Below are some records; quote exactly the lines from the one that contains "let dup = AxisMap" through the one that contains "1.7, 3.0, PI]", inclusive, and no others.
....
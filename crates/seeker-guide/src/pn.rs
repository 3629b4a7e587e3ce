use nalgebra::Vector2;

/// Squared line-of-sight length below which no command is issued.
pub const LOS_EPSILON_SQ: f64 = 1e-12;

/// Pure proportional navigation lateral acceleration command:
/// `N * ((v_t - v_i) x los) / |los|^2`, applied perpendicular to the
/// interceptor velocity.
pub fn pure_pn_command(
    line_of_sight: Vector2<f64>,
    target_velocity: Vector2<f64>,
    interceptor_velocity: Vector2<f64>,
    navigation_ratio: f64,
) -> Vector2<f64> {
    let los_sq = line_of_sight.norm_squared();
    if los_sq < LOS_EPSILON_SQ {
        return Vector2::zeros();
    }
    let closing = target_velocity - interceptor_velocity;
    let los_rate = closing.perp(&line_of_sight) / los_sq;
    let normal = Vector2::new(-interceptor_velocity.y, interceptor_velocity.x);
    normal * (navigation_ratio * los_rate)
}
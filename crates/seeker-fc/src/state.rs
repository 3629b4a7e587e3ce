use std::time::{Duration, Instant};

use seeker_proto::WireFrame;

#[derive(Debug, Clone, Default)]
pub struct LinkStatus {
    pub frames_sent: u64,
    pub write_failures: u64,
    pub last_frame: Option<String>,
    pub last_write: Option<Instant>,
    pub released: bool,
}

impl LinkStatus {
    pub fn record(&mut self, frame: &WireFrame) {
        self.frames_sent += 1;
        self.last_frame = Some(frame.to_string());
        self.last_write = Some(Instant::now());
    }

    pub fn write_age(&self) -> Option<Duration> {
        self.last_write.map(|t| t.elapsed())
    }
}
....
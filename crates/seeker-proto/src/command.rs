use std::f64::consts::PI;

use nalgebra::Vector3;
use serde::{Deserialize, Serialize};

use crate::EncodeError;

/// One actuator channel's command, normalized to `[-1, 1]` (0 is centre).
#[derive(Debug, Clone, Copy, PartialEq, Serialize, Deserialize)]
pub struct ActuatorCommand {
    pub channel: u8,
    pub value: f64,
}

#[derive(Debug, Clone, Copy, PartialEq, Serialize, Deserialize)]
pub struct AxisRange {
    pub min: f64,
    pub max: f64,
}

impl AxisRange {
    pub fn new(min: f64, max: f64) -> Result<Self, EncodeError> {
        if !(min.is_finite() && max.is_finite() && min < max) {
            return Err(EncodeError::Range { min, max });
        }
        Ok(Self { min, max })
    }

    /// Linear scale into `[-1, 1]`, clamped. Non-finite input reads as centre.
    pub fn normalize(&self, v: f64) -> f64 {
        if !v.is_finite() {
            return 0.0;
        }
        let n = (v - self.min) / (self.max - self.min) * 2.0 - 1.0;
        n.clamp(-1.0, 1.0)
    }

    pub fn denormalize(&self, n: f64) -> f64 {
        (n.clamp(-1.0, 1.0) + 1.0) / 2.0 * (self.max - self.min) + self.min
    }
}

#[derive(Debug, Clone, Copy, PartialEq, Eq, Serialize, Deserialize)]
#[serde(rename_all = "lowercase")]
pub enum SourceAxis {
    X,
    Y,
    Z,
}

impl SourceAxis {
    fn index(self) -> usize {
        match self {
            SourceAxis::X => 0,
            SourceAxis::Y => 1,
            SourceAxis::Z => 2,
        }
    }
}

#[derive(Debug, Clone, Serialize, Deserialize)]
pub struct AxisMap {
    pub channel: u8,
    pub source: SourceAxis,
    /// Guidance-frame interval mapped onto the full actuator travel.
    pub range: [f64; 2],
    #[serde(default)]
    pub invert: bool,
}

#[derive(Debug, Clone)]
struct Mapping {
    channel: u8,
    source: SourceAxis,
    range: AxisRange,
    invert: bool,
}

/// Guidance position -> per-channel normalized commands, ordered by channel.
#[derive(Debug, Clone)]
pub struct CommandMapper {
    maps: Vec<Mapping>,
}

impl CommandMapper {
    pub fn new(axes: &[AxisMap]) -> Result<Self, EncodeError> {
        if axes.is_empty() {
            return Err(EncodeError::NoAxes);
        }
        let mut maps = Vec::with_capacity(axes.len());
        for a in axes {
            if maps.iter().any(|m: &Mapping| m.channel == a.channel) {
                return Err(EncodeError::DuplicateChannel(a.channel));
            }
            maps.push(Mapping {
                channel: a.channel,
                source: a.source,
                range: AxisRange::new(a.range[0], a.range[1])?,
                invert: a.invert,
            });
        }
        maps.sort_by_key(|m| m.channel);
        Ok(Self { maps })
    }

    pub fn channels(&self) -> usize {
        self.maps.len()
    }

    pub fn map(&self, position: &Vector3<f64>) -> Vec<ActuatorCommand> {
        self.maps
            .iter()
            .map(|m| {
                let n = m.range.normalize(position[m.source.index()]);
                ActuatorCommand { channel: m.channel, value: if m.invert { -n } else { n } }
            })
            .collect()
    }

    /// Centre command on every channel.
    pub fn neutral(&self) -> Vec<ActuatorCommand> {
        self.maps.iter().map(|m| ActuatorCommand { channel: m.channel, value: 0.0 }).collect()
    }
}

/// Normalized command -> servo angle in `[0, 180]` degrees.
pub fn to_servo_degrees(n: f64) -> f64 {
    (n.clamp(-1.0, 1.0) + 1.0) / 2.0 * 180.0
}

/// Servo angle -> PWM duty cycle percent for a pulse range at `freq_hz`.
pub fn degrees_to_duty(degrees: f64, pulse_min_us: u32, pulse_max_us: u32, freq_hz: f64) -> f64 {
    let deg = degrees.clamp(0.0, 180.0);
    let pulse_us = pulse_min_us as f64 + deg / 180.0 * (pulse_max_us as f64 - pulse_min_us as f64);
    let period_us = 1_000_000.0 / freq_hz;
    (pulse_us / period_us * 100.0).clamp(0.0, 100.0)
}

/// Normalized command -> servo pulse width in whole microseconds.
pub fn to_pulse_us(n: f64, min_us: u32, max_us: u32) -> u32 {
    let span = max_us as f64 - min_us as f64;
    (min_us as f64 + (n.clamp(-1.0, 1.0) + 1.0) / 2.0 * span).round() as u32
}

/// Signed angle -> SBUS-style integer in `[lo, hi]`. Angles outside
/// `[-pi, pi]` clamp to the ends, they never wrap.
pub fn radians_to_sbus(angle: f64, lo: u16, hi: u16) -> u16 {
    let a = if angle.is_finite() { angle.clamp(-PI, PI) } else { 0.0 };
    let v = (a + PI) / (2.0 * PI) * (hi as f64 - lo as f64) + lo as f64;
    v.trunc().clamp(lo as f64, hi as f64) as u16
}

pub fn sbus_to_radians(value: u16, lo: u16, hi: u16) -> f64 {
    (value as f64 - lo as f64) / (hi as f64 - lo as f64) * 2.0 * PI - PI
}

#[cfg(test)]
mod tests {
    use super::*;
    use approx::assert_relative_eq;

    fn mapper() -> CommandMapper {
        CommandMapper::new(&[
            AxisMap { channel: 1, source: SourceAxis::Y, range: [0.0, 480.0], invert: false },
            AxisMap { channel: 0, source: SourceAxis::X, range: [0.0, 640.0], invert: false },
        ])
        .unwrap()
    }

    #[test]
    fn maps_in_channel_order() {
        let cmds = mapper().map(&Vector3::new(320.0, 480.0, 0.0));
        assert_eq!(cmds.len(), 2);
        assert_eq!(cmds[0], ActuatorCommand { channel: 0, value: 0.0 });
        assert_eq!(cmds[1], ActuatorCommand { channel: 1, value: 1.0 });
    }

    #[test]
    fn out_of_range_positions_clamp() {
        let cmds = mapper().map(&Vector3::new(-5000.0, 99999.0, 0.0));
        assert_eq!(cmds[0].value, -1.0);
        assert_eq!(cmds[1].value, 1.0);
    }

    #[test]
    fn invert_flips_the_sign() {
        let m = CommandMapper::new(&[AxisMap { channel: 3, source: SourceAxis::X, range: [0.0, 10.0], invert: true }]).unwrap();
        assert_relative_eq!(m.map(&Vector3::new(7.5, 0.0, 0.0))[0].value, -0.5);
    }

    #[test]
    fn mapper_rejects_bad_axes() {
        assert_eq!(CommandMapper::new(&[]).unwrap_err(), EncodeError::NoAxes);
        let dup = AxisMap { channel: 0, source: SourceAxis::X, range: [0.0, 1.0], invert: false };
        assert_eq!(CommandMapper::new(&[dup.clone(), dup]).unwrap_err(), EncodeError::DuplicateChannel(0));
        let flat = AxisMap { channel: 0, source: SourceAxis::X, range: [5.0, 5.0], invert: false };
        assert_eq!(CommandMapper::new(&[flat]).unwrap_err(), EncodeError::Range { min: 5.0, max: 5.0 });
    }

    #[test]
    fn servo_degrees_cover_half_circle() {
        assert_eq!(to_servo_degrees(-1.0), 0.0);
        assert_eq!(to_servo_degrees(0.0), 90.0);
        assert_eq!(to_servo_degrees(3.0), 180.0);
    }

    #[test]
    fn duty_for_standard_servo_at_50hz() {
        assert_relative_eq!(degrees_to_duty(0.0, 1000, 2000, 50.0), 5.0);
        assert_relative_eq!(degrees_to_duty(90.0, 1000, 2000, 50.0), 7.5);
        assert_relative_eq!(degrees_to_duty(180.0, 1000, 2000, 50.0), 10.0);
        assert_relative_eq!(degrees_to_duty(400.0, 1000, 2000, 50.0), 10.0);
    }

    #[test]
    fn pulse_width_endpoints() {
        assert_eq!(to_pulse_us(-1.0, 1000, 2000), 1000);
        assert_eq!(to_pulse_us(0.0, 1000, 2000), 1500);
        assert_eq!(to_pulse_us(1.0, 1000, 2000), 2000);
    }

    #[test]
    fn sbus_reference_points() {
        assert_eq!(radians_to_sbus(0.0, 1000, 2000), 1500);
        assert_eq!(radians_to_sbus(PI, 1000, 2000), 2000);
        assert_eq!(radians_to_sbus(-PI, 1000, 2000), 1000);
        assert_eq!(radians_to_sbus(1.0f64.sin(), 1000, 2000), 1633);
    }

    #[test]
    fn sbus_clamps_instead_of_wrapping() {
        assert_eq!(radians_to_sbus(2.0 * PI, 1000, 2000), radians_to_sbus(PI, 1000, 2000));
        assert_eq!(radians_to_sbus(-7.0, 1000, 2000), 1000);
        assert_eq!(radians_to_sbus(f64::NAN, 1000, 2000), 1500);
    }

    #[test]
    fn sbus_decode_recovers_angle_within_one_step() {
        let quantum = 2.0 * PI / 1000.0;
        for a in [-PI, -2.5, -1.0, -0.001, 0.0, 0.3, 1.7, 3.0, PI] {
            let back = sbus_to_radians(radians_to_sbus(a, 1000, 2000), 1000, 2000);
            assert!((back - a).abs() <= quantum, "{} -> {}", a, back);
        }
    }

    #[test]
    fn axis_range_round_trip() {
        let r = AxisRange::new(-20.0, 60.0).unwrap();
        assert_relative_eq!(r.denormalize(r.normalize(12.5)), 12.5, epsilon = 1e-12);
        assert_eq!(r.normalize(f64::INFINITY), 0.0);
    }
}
....
__REPLY__.
        let dup = AxisMap { channel: 0, source: SourceAxis::X, range: [0.0, 1.0], invert: false };
        assert_eq!(CommandMapper::new(&[dup.clone(), dup]).unwrap_err(), EncodeError::DuplicateChannel(0));
        let flat = AxisMap { channel: 0, source: SourceAxis::X, range: [5.0, 5.0], invert: false };
        assert_eq!(CommandMapper::new(&[flat]).unwrap_err(), EncodeError::Range { min: 5.0, max: 5.0 });
    }

    #[test]
    fn servo_degrees_cover_half_circle() {
        assert_eq!(to_servo_degrees(-1.0), 0.0);
        assert_eq!(to_servo_degrees(0.0), 90.0);
        assert_eq!(to_servo_degrees(3.0), 180.0);
    }

    #[test]
    fn duty_for_standard_servo_at_50hz() {
        assert_relative_eq!(degrees_to_duty(0.0, 1000, 2000, 50.0), 5.0);
        assert_relative_eq!(degrees_to_duty(90.0, 1000, 2000, 50.0), 7.5);
        assert_relative_eq!(degrees_to_duty(180.0, 1000, 2000, 50.0), 10.0);
        assert_relative_eq!(degrees_to_duty(400.0, 1000, 2000, 50.0), 10.0);
    }

    #[test]
    fn pulse_width_endpoints() {
        assert_eq!(to_pulse_us(-1.0, 1000, 2000), 1000);
        assert_eq!(to_pulse_us(0.0, 1000, 2000), 1500);
        assert_eq!(to_pulse_us(1.0, 1000, 2000), 2000);
    }

    #[test]
    fn sbus_reference_points() {
        assert_eq!(radians_to_sbus(0.0, 1000, 2000), 1500);
        assert_eq!(radians_to_sbus(PI, 1000, 2000), 2000);
        assert_eq!(radians_to_sbus(-PI, 1000, 2000), 1000);
        assert_eq!(radians_to_sbus(1.0f64.sin(), 1000, 2000), 1633);
    }

    #[test]
    fn sbus_clamps_instead_of_wrapping() {
        assert_eq!(radians_to_sbus(2.0 * PI, 1000, 2000), radians_to_sbus(PI, 1000, 2000));
        assert_eq!(radians_to_sbus(-7.0, 1000, 2000), 1000);
        assert_eq!(radians_to_sbus(f64::NAN, 1000, 2000), 1500);
    }

    #[test]
    fn sbus_decode_recovers_angle_within_one_step() {
        let quantum = 2.0 * PI / 1000.0;
        for a in [-PI, -2.5, -1.0, -0.001, 0.0, 0.3, 1.7, 3.0, PI] {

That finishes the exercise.